I love my life. OCD doesn’t go away, but with better understanding of how my brain works, we’re on much better terms. So now, I call myself OC or OCD. I cross out the D because while I’m still obsessive compulsive at times, I don’t consider myself disordered. It’s a mindset. As a matter of fact, if you see me at a convention or making an appearance, I’ll be carrying a stack of stickers that say OC but not D, because I want people to stop talking about unique minds as if our superpower makes us wrong. (Have you watched Marvel movies and seen how the world started to fear and suppress the superhumans? It’s not a good look. Lol.)

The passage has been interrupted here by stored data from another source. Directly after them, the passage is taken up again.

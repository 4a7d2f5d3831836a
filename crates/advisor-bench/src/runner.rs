use std::fs::{self, File};
use std::io::{BufWriter, Write};
use std::path::{Path, PathBuf};

use advisor_bot::{
    AdviceError, AdviserRegistry, Answer, RegistryMode, TelemetrySink, TelemetrySummary, Turn,
    localized_label,
};
use advisor_core::bayes::STATE_SAFE;
use advisor_core::model::Sport;
use advisor_core::profile::Direction;
use serde::Serialize;
use thiserror::Error;
use tracing::{Level, event};

use crate::config::{Expectation, ResolvedOutputs, Scenario, ScenarioConfig, ValidationError};

/// Replays each scripted scenario one answer at a time through the adviser.
pub struct ScenarioRunner {
    config: ScenarioConfig,
    outputs: ResolvedOutputs,
    registry: AdviserRegistry,
}

/// Summary details returned after a run.
#[derive(Debug)]
pub struct RunSummary {
    pub scenarios_run: usize,
    pub rows_written: usize,
    pub finals: usize,
    pub failures: Vec<ExpectationFailure>,
    pub jsonl_path: PathBuf,
    pub summary_path: PathBuf,
    pub decisions_path: Option<PathBuf>,
}

#[derive(Debug, Clone, PartialEq)]
pub struct ExpectationFailure {
    pub scenario: String,
    pub check: &'static str,
    pub expected: String,
    pub actual: String,
}

#[derive(Debug, Serialize)]
struct TranscriptRow<'a> {
    run_id: &'a str,
    scenario: &'a str,
    sport: &'static str,
    step: usize,
    #[serde(skip_serializing_if = "Option::is_none")]
    answer: Option<&'a Answer>,
    outcome: &'static str,
    message: &'a str,
    is_final: bool,
    next_fact: Option<&'static str>,
    #[serde(skip_serializing_if = "Option::is_none")]
    p_safe: Option<f64>,
}

/// Last turn of a scenario, reduced to what the summary table shows.
struct ScenarioOutcome {
    name: String,
    sport: Sport,
    turns: usize,
    outcome: &'static str,
    label: Option<&'static str>,
    p_safe: Option<f64>,
    next_fact: Option<&'static str>,
    failures: usize,
}

impl ScenarioRunner {
    /// Build a runner from a validated configuration.
    pub fn new(config: ScenarioConfig, outputs: ResolvedOutputs) -> Result<Self, RunnerError> {
        let total_turns: usize = config.scenarios.iter().map(|s| s.answers.len() + 1).sum();
        let registry = AdviserRegistry::with_telemetry(
            RegistryMode::from_env(),
            TelemetrySink::new(total_turns),
        )?;
        Ok(Self {
            config,
            outputs,
            registry,
        })
    }

    pub fn registry(&self) -> &AdviserRegistry {
        &self.registry
    }

    /// Execute every scenario, streaming one JSONL row per turn.
    pub fn run(&self) -> Result<RunSummary, RunnerError> {
        ensure_parent(self.outputs.jsonl.parent())?;
        ensure_parent(self.outputs.summary_md.parent())?;

        let mut writer = BufWriter::new(File::create(&self.outputs.jsonl)?);
        let mut rows_written = 0usize;
        let mut outcomes = Vec::with_capacity(self.config.scenarios.len());
        let mut failures = Vec::new();

        for scenario in &self.config.scenarios {
            let (rows, outcome, mut scenario_failures) = self.run_scenario(scenario, &mut writer)?;
            rows_written += rows;
            outcomes.push(outcome);
            failures.append(&mut scenario_failures);
        }
        writer.flush()?;

        let decisions_path = match self.outputs.decisions.as_ref() {
            Some(path) => {
                ensure_parent(path.parent())?;
                self.registry.telemetry().write_jsonl(path)?;
                Some(path.clone())
            }
            None => None,
        };

        let telemetry = self.registry.telemetry().summarize();
        write_markdown(
            &self.outputs.summary_md,
            &self.config.run_id,
            &outcomes,
            &failures,
            &telemetry,
        )?;

        Ok(RunSummary {
            scenarios_run: outcomes.len(),
            rows_written,
            finals: outcomes.iter().filter(|o| o.outcome == "final").count(),
            failures,
            jsonl_path: self.outputs.jsonl.clone(),
            summary_path: self.outputs.summary_md.clone(),
            decisions_path,
        })
    }

    /// Runs the dialogue on the first `step` answers and appends its transcript row.
    fn write_step(
        &self,
        scenario: &Scenario,
        sport: Sport,
        step: usize,
        writer: &mut BufWriter<File>,
    ) -> Result<Turn, RunnerError> {
        let history = &scenario.answers[..step];
        let turn = self.registry.turn(sport, history)?;
        let row = TranscriptRow {
            run_id: &self.config.run_id,
            scenario: &scenario.name,
            sport: sport.as_str(),
            step,
            answer: history.last(),
            outcome: turn.kind(),
            message: turn.message(),
            is_final: turn.is_final(),
            next_fact: turn.next_fact(),
            p_safe: final_p_safe(&turn),
        };
        serde_json::to_writer(&mut *writer, &row)?;
        writer.write_all(b"\n")?;
        Ok(turn)
    }

    fn run_scenario(
        &self,
        scenario: &Scenario,
        writer: &mut BufWriter<File>,
    ) -> Result<(usize, ScenarioOutcome, Vec<ExpectationFailure>), RunnerError> {
        let sport = scenario.sport()?;
        let mut turn = self.write_step(scenario, sport, 0, writer)?;
        for step in 1..=scenario.answers.len() {
            turn = self.write_step(scenario, sport, step, writer)?;
        }
        let rows = scenario.answers.len() + 1;

        let label = final_label(&turn);
        let p_safe = final_p_safe(&turn);
        let failures = scenario
            .expect
            .as_ref()
            .map(|expect| check_expectation(&scenario.name, expect, &turn, label, p_safe))
            .unwrap_or_default();

        if !failures.is_empty() && tracing::enabled!(Level::WARN) {
            event!(
                target: "sport_advisor::runner",
                Level::WARN,
                scenario = %scenario.name,
                failures = failures.len(),
            );
        }

        let outcome = ScenarioOutcome {
            name: scenario.name.clone(),
            sport,
            turns: rows,
            outcome: turn.kind(),
            label,
            p_safe,
            next_fact: turn.next_fact(),
            failures: failures.len(),
        };
        Ok((rows, outcome, failures))
    }
}

fn final_p_safe(turn: &Turn) -> Option<f64> {
    match turn {
        Turn::Final { posterior, .. } => posterior.probability_of(STATE_SAFE),
        _ => None,
    }
}

fn final_label(turn: &Turn) -> Option<&'static str> {
    match turn {
        Turn::Final { posterior, .. } => posterior
            .most_likely()
            .and_then(|(state, _)| Direction::from_label(state))
            .map(localized_label),
        _ => None,
    }
}

fn check_expectation(
    scenario: &str,
    expect: &Expectation,
    turn: &Turn,
    label: Option<&'static str>,
    p_safe: Option<f64>,
) -> Vec<ExpectationFailure> {
    let mut failures = Vec::new();
    let mut fail = |check: &'static str, expected: String, actual: String| {
        failures.push(ExpectationFailure {
            scenario: scenario.to_string(),
            check,
            expected,
            actual,
        });
    };

    if let Some(is_final) = expect.is_final {
        if turn.is_final() != is_final {
            fail("is_final", is_final.to_string(), turn.is_final().to_string());
        }
    }
    if let Some(expected) = expect.label.as_deref() {
        if label != Some(expected) {
            fail("label", expected.to_string(), label.unwrap_or("-").to_string());
        }
    }
    if let Some(expected) = expect.next_fact.as_deref() {
        if turn.next_fact() != Some(expected) {
            fail(
                "next_fact",
                expected.to_string(),
                turn.next_fact().unwrap_or("-").to_string(),
            );
        }
    }
    let shown = p_safe.map_or_else(|| "-".to_string(), |p| format!("{p:.4}"));
    if let Some(min) = expect.min_p_safe {
        if p_safe.is_none_or(|p| p < min) {
            fail("min_p_safe", format!(">= {min:.4}"), shown.clone());
        }
    }
    if let Some(max) = expect.max_p_safe {
        if p_safe.is_none_or(|p| p > max) {
            fail("max_p_safe", format!("<= {max:.4}"), shown);
        }
    }
    failures
}

fn ensure_parent(path: Option<&Path>) -> Result<(), RunnerError> {
    if let Some(dir) = path.filter(|dir| !dir.as_os_str().is_empty()) {
        fs::create_dir_all(dir)?;
    }
    Ok(())
}

fn write_markdown(
    path: &Path,
    run_id: &str,
    outcomes: &[ScenarioOutcome],
    failures: &[ExpectationFailure],
    telemetry: &TelemetrySummary,
) -> Result<(), RunnerError> {
    let mut rows = String::new();
    rows.push_str("# Scenario Summary\n\n");
    rows.push_str(&format!("Run: `{run_id}`\n\n"));
    rows.push_str("| Scenario | Sport | Turns | Outcome | Label | P(safe) | Next fact | Checks |\n");
    rows.push_str("|----------|-------|-------|---------|-------|---------|-----------|--------|\n");

    for outcome in outcomes {
        rows.push_str(&format!(
            "| {name} | {sport} | {turns} | {kind} | {label} | {p_safe} | {next} | {checks} |\n",
            name = outcome.name,
            sport = outcome.sport,
            turns = outcome.turns,
            kind = outcome.outcome,
            label = outcome.label.unwrap_or("-"),
            p_safe = outcome
                .p_safe
                .map_or_else(|| "-".to_string(), |p| format!("{:.2}%", p * 100.0)),
            next = outcome.next_fact.unwrap_or("-"),
            checks = if outcome.failures == 0 {
                "pass".to_string()
            } else {
                format!("{} failed", outcome.failures)
            },
        ));
    }

    if !failures.is_empty() {
        rows.push_str("\n## Expectation Failures\n");
        for failure in failures {
            rows.push_str(&format!(
                "- {}: {} expected {}, got {}\n",
                failure.scenario, failure.check, failure.expected, failure.actual
            ));
        }
    }

    rows.push_str("\n## Decision Telemetry\n");
    rows.push_str(&format!("- Decisions recorded: {}\n", telemetry.record_count));
    rows.push_str(&format!(
        "- Questions / rejections / finals / errors: {} / {} / {} / {}\n",
        telemetry.questions, telemetry.rejections, telemetry.finals, telemetry.errors
    ));
    if let Some(mean) = telemetry.mean_p_safe {
        rows.push_str(&format!("- Mean P(safe) over finals: {:.4}\n", mean));
    }

    fs::write(path, rows)?;
    Ok(())
}

#[derive(Debug, Error)]
pub enum RunnerError {
    #[error("I/O error: {source}")]
    Io {
        #[from]
        source: std::io::Error,
    },
    #[error("failed to serialize transcript row: {source}")]
    Serialize {
        #[from]
        source: serde_json::Error,
    },
    #[error("adviser error: {0}")]
    Advice(#[from] AdviceError),
    #[error("invalid scenario: {0}")]
    Validation(#[from] ValidationError),
}

#[cfg(test)]
mod tests {
    use super::*;
    use advisor_core::bayes::PosteriorResult;

    fn final_turn(safe: f64) -> Turn {
        Turn::Final {
            result: String::new(),
            posterior: PosteriorResult {
                variable_name: "risk".to_string(),
                state_labels: vec!["safe".to_string(), "risky".to_string()],
                probabilities: vec![safe, 1.0 - safe],
            },
        }
    }

    #[test]
    fn expectations_report_each_mismatch() {
        let turn = final_turn(0.4);
        let expect = Expectation {
            is_final: Some(true),
            label: Some("segura".to_string()),
            next_fact: None,
            min_p_safe: Some(0.8),
            max_p_safe: None,
        };
        let failures =
            check_expectation("s", &expect, &turn, final_label(&turn), final_p_safe(&turn));
        let checks: Vec<_> = failures.iter().map(|f| f.check).collect();
        assert_eq!(checks, vec!["label", "min_p_safe"]);
        assert_eq!(failures[0].actual, "arriesgada");
    }

    #[test]
    fn question_turn_has_no_label_or_probability() {
        let turn = Turn::Question {
            prompt: "?",
            next_fact: "injuries",
        };
        assert_eq!(final_label(&turn), None);
        let expect = Expectation {
            max_p_safe: Some(0.5),
            ..Expectation::default()
        };
        let failures = check_expectation("s", &expect, &turn, None, None);
        assert_eq!(failures.len(), 1);
        assert_eq!(failures[0].actual, "-");
    }
}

I still say that when I grow up, I want to be a novelist. So, these days, I try to keep my effect work to civilized hours, to give myself time to write. My favorite stories are considered Upmarket or Book Club fiction with a bit of a shadowy plotline. I have a few manuscripts ready to go, two more in the works, and another idea stirring. Best-selling author Karen Dionne pointed out to me just recently, after reading part of one of my stories, that without realizing I was doing it, my protagonists have obsessive compulsive tendencies. This is important because I had agent representation for my first story, but we shelved the project because he said beta readers were loving the story but having trouble relating to the protagonist. Now that I know myself better, I can help my main characters be better understood. They always say “write what you know.” Apparently, I’m doing that—in spades!

Meanwhile, until I get a published novel on the store shelves, you’ll have to watch the end credits of Dust Bunny and The Mandalorian and Grogu to find my name.